COTE D'IVOIRE : QUAND L'ABSTENTION DEVIENT L'ARME POLITIQUE D'UN PEUPLE DESENCHANTE

L'élection présidentielle du 25 octobre 2025 en Côte d'Ivoire restera dans l'histoire comme le scrutin de l'absence. Dans un pays longtemps présenté comme un modèle de stabilité retrouvée, moins de la moitié des électeurs s'est déplacée, transformant ce qui devait être une célébration démocratique en révélateur brutal d'une crise de légitimité sans précédent.

 

Ce n'est pas une défaite électorale classique que vient de subir le régime d'Alassane Ouattara. C'est quelque chose de bien plus inquiétant. L'indifférence massive, le rejet silencieux, cette forme de rébellion qui ne brise aucune vitrine mais qui délégitime tout. Les urnes étaient ouvertes, les bulletins disponibles, la machine électorale parfaitement huilée. Pourtant, la moitié du peuple a choisi de rester chez elle, faisant de l'abstention une arme politique redoutable.

 

Dans les quartiers populaires d'Abidjan, à Abobo, à Yopougon, dans les villages de l'intérieur, le boycott n'a pas eu besoin de tracts officiels ni de meetings enflammés. Le mot d'ordre a circulé comme une traînée de poudre à travers les réseaux sociaux, les conversations dans les taxis-brousse et les discussions sur les marchés. L'opposition, menée par Laurent Gbagbo et ses alliés, n'a pas appelé à la violence. Elle a simplement dit : « N'y allez pas. » Et le peuple a écouté.

 

Cette stratégie du refus s'est révélée d'une efficacité dévastatrice.

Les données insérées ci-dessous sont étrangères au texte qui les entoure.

//! Text rendering of records for the terminal.

use std::fmt::Write as _;

use super::OutputFormat;
use crate::error::Result;
use crate::record::{CalculatedRecord, CalculationPreview, ProductionRecord};

/// Render a list of records in the chosen format.
///
/// # Errors
///
/// Returns an error if JSON serialization fails.
pub fn render_records(records: &[ProductionRecord], format: OutputFormat) -> Result<String> {
    let mut out = String::new();
    match format {
        OutputFormat::Json => {
            out = serde_json::to_string_pretty(records)?;
        }
        OutputFormat::Plain => {
            for r in records {
                let _ = writeln!(
                    out,
                    "{}\t{}\t{}\t{:.2}",
                    r.id,
                    r.inputs().date,
                    r.inputs().production,
                    r.costs().grand_total_cost_per_tube
                );
            }
        }
        OutputFormat::Table => {
            if records.is_empty() {
                return Ok("No records found.".to_string());
            }
            let _ = writeln!(
                out,
                "{:>5}  {:<10}  {:>10}  {:>10}  {:>9}  {:>10}  {:>10}",
                "ID", "DATE", "PRODUCTION", "OUTDONE", "REJECTION", "PAPER/TUBE", "TOTAL/TUBE"
            );
            let _ = writeln!(out, "{}", "-".repeat(78));
            for r in records {
                let _ = writeln!(
                    out,
                    "{:>5}  {:<10}  {:>10}  {:>10}  {:>9}  {:>10.2}  {:>10.2}",
                    r.id,
                    r.inputs().date,
                    r.inputs().production,
                    r.inputs().outdone,
                    r.record.rejection(),
                    r.costs().paper_cost_per_tube,
                    r.costs().grand_total_cost_per_tube
                );
            }
        }
    }
    Ok(out.trim_end().to_string())
}

/// Render one stored record.
///
/// # Errors
///
/// Returns an error if JSON serialization fails.
pub fn render_record(record: &ProductionRecord, json: bool) -> Result<String> {
    if json {
        return Ok(serde_json::to_string_pretty(record)?);
    }

    let mut out = String::new();
    let _ = writeln!(out, "Record {}", record.id);
    if let Some(created) = record.created_at {
        let _ = writeln!(out, "  Created:  {}", created.to_rfc3339());
    }
    if let Some(updated) = record.updated_at {
        let _ = writeln!(out, "  Updated:  {}", updated.to_rfc3339());
    }
    out.push_str(&breakdown(&record.record));
    Ok(out.trim_end().to_string())
}

/// Render a calculation preview.
///
/// # Errors
///
/// Returns an error if JSON serialization fails.
pub fn render_calculation(record: &CalculatedRecord, json: bool) -> Result<String> {
    if json {
        let preview = CalculationPreview::from(record.clone());
        return Ok(serde_json::to_string_pretty(&preview)?);
    }
    Ok(breakdown(record).trim_end().to_string())
}

fn breakdown(record: &CalculatedRecord) -> String {
    let inputs = &record.inputs;
    let costs = &record.costs;
    let mut out = String::new();

    let _ = writeln!(out, "Date:        {}", inputs.date);
    let _ = writeln!(out, "Production:  {}", inputs.production);
    let _ = writeln!(out, "Outdone:     {}", inputs.outdone);
    let _ = writeln!(
        out,
        "Rejection:   {} ({:.2}%)",
        record.rejection(),
        record.rejection_rate()
    );
    let _ = writeln!(out);
    let _ = writeln!(out, "{:<12} {:>12} {:>10}", "CATEGORY", "COST", "PER TUBE");

    let rows = [
        ("Paper", Some(costs.paper_cost), costs.paper_cost_per_tube),
        ("Paste", Some(costs.paste_cost), costs.paste_cost_per_tube),
        (
            "Outer paste",
            Some(costs.outer_paste_cost),
            costs.outer_paste_cost_per_tube,
        ),
        ("Packing", Some(costs.packing_cost), costs.packing_cost_per_tube),
        ("Labour", Some(costs.labour_cost), costs.labour_cost_per_tube),
        ("Electricity", Some(inputs.eb_amount), costs.eb_cost_per_tube),
        (
            "Overheads",
            Some(inputs.overheads_amount),
            costs.overheads_cost_per_tube,
        ),
        ("Food", Some(inputs.food_amount), costs.food_cost_per_tube),
        ("Total", None, costs.grand_total_cost_per_tube),
    ];
    for (name, total, per_tube) in rows {
        let total = total.map_or_else(String::new, |t| format!("{t:.2}"));
        let _ = writeln!(out, "{name:<12} {total:>12} {per_tube:>10.2}");
    }
    out
}
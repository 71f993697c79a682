//! `tubecost` - Daily production cost ledger for paper tubes
//!
//! This library derives per-tube costs from a day's raw production inputs,
//! keeps one record per day in an embedded or hosted `SQLite` store, and
//! serves the records over a JSON HTTP API.

#![warn(missing_docs)]
#![warn(missing_debug_implementations)]
#![deny(unsafe_code)]

pub mod calculator;
pub mod cli;
pub mod config;
pub mod error;
pub mod ledger;
pub mod logging;
pub mod record;
pub mod server;
pub mod storage;

pub use calculator::{calculate, Divisor, DivisorPolicy};
pub use config::{Backend, Config};
pub use error::{Error, Result};
pub use ledger::Ledger;
pub use logging::init_logging;
pub use record::{
    CalculatedRecord, CalculationPreview, CostBreakdown, ProductionInputs, ProductionRecord,
};
pub use storage::RecordStore;
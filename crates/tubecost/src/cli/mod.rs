//! Command-line interface for tubecost.
//!
//! This module provides the CLI structure, input loading and record
//! rendering for the `tubecost` binary.

mod commands;
mod render;

use std::io::Read;
use std::path::{Path, PathBuf};

use clap::{Parser, Subcommand};

use crate::error::Result;
use crate::record::ProductionInputs;

pub use commands::{
    AddCommand, CalcCommand, ConfigCommand, DeleteCommand, EditCommand, ListCommand,
    OutputFormat, ServeCommand, ShowCommand,
};
pub use render::{render_calculation, render_record, render_records};

/// tubecost - Daily production cost ledger for paper tubes
///
/// Derives per-tube costs from a day's raw production inputs and keeps one
/// record per day, served over a JSON HTTP API.
#[derive(Debug, Parser)]
#[command(name = "tubecost")]
#[command(author, version, about, long_about = None)]
#[command(propagate_version = true)]
pub struct Cli {
    /// Path to custom configuration file
    #[arg(short, long, global = true, value_name = "FILE")]
    pub config: Option<PathBuf>,

    /// Increase verbosity (-v for debug, -vv for trace)
    #[arg(short, long, action = clap::ArgAction::Count, global = true)]
    pub verbose: u8,

    /// Suppress all output except errors
    #[arg(short, long, global = true)]
    pub quiet: bool,

    /// The command to execute
    #[command(subcommand)]
    pub command: Command,
}

/// Available commands.
#[derive(Debug, Subcommand)]
pub enum Command {
    /// Run the HTTP API
    Serve(ServeCommand),

    /// List stored records, newest day first
    List(ListCommand),

    /// Show one record
    Show(ShowCommand),

    /// Calculate and store a new day's record
    Add(AddCommand),

    /// Recalculate and overwrite a record
    Edit(EditCommand),

    /// Delete a record
    Delete(DeleteCommand),

    /// Calculate costs without storing them
    Calc(CalcCommand),

    /// View or validate configuration
    #[command(subcommand)]
    Config(ConfigCommand),
}

impl Cli {
    /// Get the verbosity level based on flags.
    #[must_use]
    pub fn verbosity(&self) -> crate::logging::Verbosity {
        if self.quiet {
            crate::logging::Verbosity::Quiet
        } else {
            match self.verbose {
                0 => crate::logging::Verbosity::Normal,
                1 => crate::logging::Verbosity::Verbose,
                _ => crate::logging::Verbosity::Trace,
            }
        }
    }
}

/// Read raw inputs from a JSON file, or stdin when `path` is `-`.
///
/// # Errors
///
/// Returns an error if the file cannot be read or is not valid input JSON.
pub fn read_inputs(path: &Path) -> Result<ProductionInputs> {
    let text = if path == Path::new("-") {
        let mut buf = String::new();
        std::io::stdin().read_to_string(&mut buf)?;
        buf
    } else {
        std::fs::read_to_string(path)?
    };
    Ok(serde_json::from_str(&text)?)
}

#[cfg(test)]
mod tests {
    use super::*;
    use clap::CommandFactory;
    use std::io::Write;

    fn cli_with(verbose: u8, quiet: bool) -> Cli {
        Cli {
            config: None,
            verbose,
            quiet,
            command: Command::List(ListCommand {
                format: OutputFormat::Table,
            }),
        }
    }

    #[test]
    fn test_cli_name() {
        let cli = Cli::command();
        assert_eq!(cli.get_name(), "tubecost");
    }

    #[test]
    fn test_verbosity_quiet() {
        assert_eq!(
            cli_with(0, true).verbosity(),
            crate::logging::Verbosity::Quiet
        );
    }

    #[test]
    fn test_verbosity_normal() {
        assert_eq!(
            cli_with(0, false).verbosity(),
            crate::logging::Verbosity::Normal
        );
    }

    #[test]
    fn test_verbosity_verbose() {
        assert_eq!(
            cli_with(1, false).verbosity(),
            crate::logging::Verbosity::Verbose
        );
    }

    #[test]
    fn test_verbosity_trace() {
        assert_eq!(
            cli_with(3, false).verbosity(),
            crate::logging::Verbosity::Trace
        );
    }

    #[test]
    fn test_cli_verify() {
        // Verify the CLI structure is valid
        Cli::command().debug_assert();
    }

    #[test]
    fn test_parse_serve() {
        let cli = Cli::try_parse_from(["tubecost", "serve"]).unwrap();
        assert!(matches!(
            cli.command,
            Command::Serve(ServeCommand { bind: None })
        ));

        let cli = Cli::try_parse_from(["tubecost", "serve", "--bind", "0.0.0.0:8080"]).unwrap();
        match cli.command {
            Command::Serve(cmd) => assert_eq!(cmd.bind.as_deref(), Some("0.0.0.0:8080")),
            other => panic!("unexpected command {other:?}"),
        }
    }

    #[test]
    fn test_parse_list_formats() {
        let cli = Cli::try_parse_from(["tubecost", "list"]).unwrap();
        match cli.command {
            Command::List(cmd) => {
                assert_eq!(cmd.format, OutputFormat::Table);
                assert_eq!(cmd.format, OutputFormat::default());
            }
            other => panic!("unexpected command {other:?}"),
        }

        let cli = Cli::try_parse_from(["tubecost", "list", "--format", "plain"]).unwrap();
        match cli.command {
            Command::List(cmd) => assert_eq!(cmd.format, OutputFormat::Plain),
            other => panic!("unexpected command {other:?}"),
        }

        let cli = Cli::try_parse_from(["tubecost", "list", "-f", "json"]).unwrap();
        match cli.command {
            Command::List(cmd) => assert_eq!(cmd.format, OutputFormat::Json),
            other => panic!("unexpected command {other:?}"),
        }
    }

    #[test]
    fn test_parse_edit() {
        let cli = Cli::try_parse_from(["tubecost", "edit", "12", "day.json"]).unwrap();
        match cli.command {
            Command::Edit(cmd) => {
                assert_eq!(cmd.id, 12);
                assert_eq!(cmd.file, PathBuf::from("day.json"));
            }
            other => panic!("unexpected command {other:?}"),
        }
    }

    #[test]
    fn test_parse_rejects_bad_id() {
        assert!(Cli::try_parse_from(["tubecost", "show", "abc"]).is_err());
        assert!(Cli::try_parse_from(["tubecost", "delete"]).is_err());
    }

    #[test]
    fn test_parse_config_validate() {
        let cli =
            Cli::try_parse_from(["tubecost", "config", "validate", "--file", "x.toml"]).unwrap();
        assert!(matches!(
            cli.command,
            Command::Config(ConfigCommand::Validate { file: Some(_) })
        ));
    }

    #[test]
    fn test_parse_with_config() {
        let args = vec!["tubecost", "-c", "/custom/config.toml", "list"];
        let cli = Cli::try_parse_from(args).unwrap();
        assert_eq!(cli.config, Some(PathBuf::from("/custom/config.toml")));
    }

    #[test]
    fn test_parse_with_verbose_and_quiet() {
        let cli = Cli::try_parse_from(["tubecost", "-vv", "calc", "day.json"]).unwrap();
        assert_eq!(cli.verbose, 2);

        let cli = Cli::try_parse_from(["tubecost", "calc", "day.json", "-q"]).unwrap();
        assert!(cli.quiet);
    }

    #[test]
    fn test_read_inputs_from_file() {
        let mut file = tempfile::NamedTempFile::new().unwrap();
        write!(
            file,
            r#"{{"date": "2024-03-15", "production": "10000", "paper_rate": 45.5}}"#
        )
        .unwrap();

        let inputs = read_inputs(file.path()).unwrap();
        assert_eq!(inputs.date.to_string(), "2024-03-15");
        assert_eq!(inputs.production, 10000.0);
        assert_eq!(inputs.paper_rate, 45.5);
        assert_eq!(inputs.food_amount, 0.0);
    }

    #[test]
    fn test_read_inputs_rejects_missing_date() {
        let mut file = tempfile::NamedTempFile::new().unwrap();
        write!(file, r#"{{"production": 10}}"#).unwrap();
        assert!(read_inputs(file.path()).is_err());
    }

    #[test]
    fn test_read_inputs_missing_file() {
        let err = read_inputs(Path::new("/nonexistent/day.json")).unwrap_err();
        assert!(matches!(err, crate::Error::Io(_)));
    }
}
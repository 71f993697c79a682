//! Logging configuration for tubecost.
//!
//! This module provides initialization for the tracing-based logging used by
//! the CLI and the HTTP server.

use tracing::Level;
use tracing_subscriber::{fmt, prelude::*, EnvFilter};

/// Verbosity level for logging output.
#[derive(Debug, Clone, Copy, PartialEq, Eq, Default)]
pub enum Verbosity {
    /// Suppress all output except errors.
    Quiet,
    /// Normal output level (info and above).
    #[default]
    Normal,
    /// Verbose output (debug and above).
    Verbose,
    /// Very verbose output (trace level).
    Trace,
}

impl Verbosity {
    /// Convert verbosity to tracing level filter.
    #[must_use]
    pub fn to_level_filter(&self) -> Level {
        match self {
            Self::Quiet => Level::ERROR,
            Self::Normal => Level::INFO,
            Self::Verbose => Level::DEBUG,
            Self::Trace => Level::TRACE,
        }
    }

    /// Default filter directives for this verbosity.
    ///
    /// Request tracing from `tower_http` follows the same level as the crate.
    #[must_use]
    pub fn default_directives(&self) -> String {
        let level = self.to_level_filter();
        format!("tubecost={level},tower_http={level}")
    }
}

/// Initialize the logging system.
///
/// This should be called once at application startup. `RUST_LOG` takes
/// precedence over `verbosity` when set.
///
/// # Examples
///
/// ```no_run
/// use tubecost::{init_logging, logging::Verbosity};
///
/// init_logging(Verbosity::Verbose);
/// ```
pub fn init_logging(verbosity: Verbosity) {
    let env_filter = EnvFilter::try_from_default_env()
        .unwrap_or_else(|_| EnvFilter::new(verbosity.default_directives()));

    let subscriber = tracing_subscriber::registry().with(env_filter).with(
        fmt::layer()
            .with_target(true)
            .with_thread_ids(false)
            .with_file(false)
            .with_line_number(false),
    );

    // Ignore the error if a subscriber is already installed
    let _ = subscriber.try_init();
}

/// Initialize logging for tests.
///
/// Only warnings and errors are shown to keep test output clean.
#[cfg(test)]
pub fn init_test_logging() {
    let _ = tracing_subscriber::fmt()
        .with_env_filter("warn")
        .with_test_writer()
        .try_init();
}
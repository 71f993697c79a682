//! HTTP error responses.

use axum::{
    http::StatusCode,
    response::{IntoResponse, Response},
    Json,
};
use thiserror::Error;

use super::handlers::ErrorResponse;

/// Error type returned by request handlers.
///
/// Every variant renders as `{"error": message}`.
#[derive(Debug, Error)]
pub enum ApiError {
    /// The requested record does not exist.
    #[error("{0}")]
    NotFound(String),

    /// The request could not be understood.
    #[error("{0}")]
    BadRequest(String),

    /// The route exists but not for this method.
    #[error("Method not allowed")]
    MethodNotAllowed,

    /// Storage or runtime failure.
    #[error(transparent)]
    Internal(#[from] crate::Error),
}

impl ApiError {
    /// HTTP status for this error.
    #[must_use]
    pub fn status(&self) -> StatusCode {
        match self {
            Self::NotFound(_) => StatusCode::NOT_FOUND,
            Self::BadRequest(_) => StatusCode::BAD_REQUEST,
            Self::MethodNotAllowed => StatusCode::METHOD_NOT_ALLOWED,
            Self::Internal(_) => StatusCode::INTERNAL_SERVER_ERROR,
        }
    }
}

impl IntoResponse for ApiError {
    fn into_response(self) -> Response {
        let status = self.status();
        if status.is_server_error() {
            tracing::error!(error = %self, "Request failed");
        } else {
            tracing::debug!(error = %self, status = %status, "Request rejected");
        }

        // Storage messages are passed through as-is
        let body = ErrorResponse {
            error: self.to_string(),
        };
        (status, Json(body)).into_response()
    }
}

Car comment réprime-t-on des gens qui ne font rien ? Comment arrête-t-on une protestation qui consiste à rester chez soi ? Le régime s'est retrouvé désarmé face à cette forme de résistance civile. Les bureaux de vote, normalement animés et bruyants, ressemblaient à des salles d'attente abandonnées. Les agents électoraux regardaient leurs montres, comptaient les rares votants et échangeaient des regards inquiets.

 

La jeunesse ivoirienne a été le fer de lance de ce boycott. Cette génération connectée, informée, consciente de ce qui se passe ailleurs sur le continent, refuse d'être complice d'une mascarade. Elle ne croit plus aux discours enflammés, aux programmes mirobolants, aux slogans patriotiques. Elle a compris que le système n'est pas fait pour elle, mais pour perpétuer les mêmes élites au pouvoir. Son arme ? Ne pas voter. Son message ? "Vous ne nous représentez plus."

 

La Commission électorale indépendante, qui porte bien mal son nom, s'est alors lancée dans un exercice périlleux. Comment présenter un échec comme un succès ? Ibrahime Kuibiert Coulibaly, son président, a annoncé un taux de participation de 48,23 %, un chiffre qui ressemble à une gifle pour le pouvoir. Dans les couloirs feutrés du palais présidentiel, l'air est devenu irrespirable. Les technocrates s'agitent, les experts calculent, cherchant la formule magique qui transformera la défaite en victoire acceptable.

 

Mais aucun ajustement technique ne peut masquer une réalité fondamentale. Le peuple ivoirien n'était pas au rendez-vous. Cette élection devait être le couronnement d'une décennie au pouvoir. Elle devient le symbole d'une rupture profonde entre les gouvernants et les gouvernés. Le risque d'annulation plane désormais comme une épée de Damoclès sur le régime. Car si ce scrutin était invalidé, ce serait un tremblement de terre politique sans précédent.

 

Ce qui se joue en Côte d'Ivoire dépasse les frontières du pays. C'est un moment symbolique pour toute l'Afrique. Le désenchantement exprimé par les Ivoiriens résonne avec ce que ressentent des millions d'Africains ailleurs. Cette fatigue démocratique, cette lassitude face à des systèmes électoraux qui produisent toujours les mêmes résultats. Le boycott pourrait devenir le nouveau langage politique de l'opposition africaine, une forme de résistance adaptée aux régimes qui ont appris à manipuler les élections tout en préservant une façade démocratique.

 

Alassane Ouattara peut proclamer sa victoire, mais on ne gouverne pas un pays dont la moitié de la population a refusé de le choisir.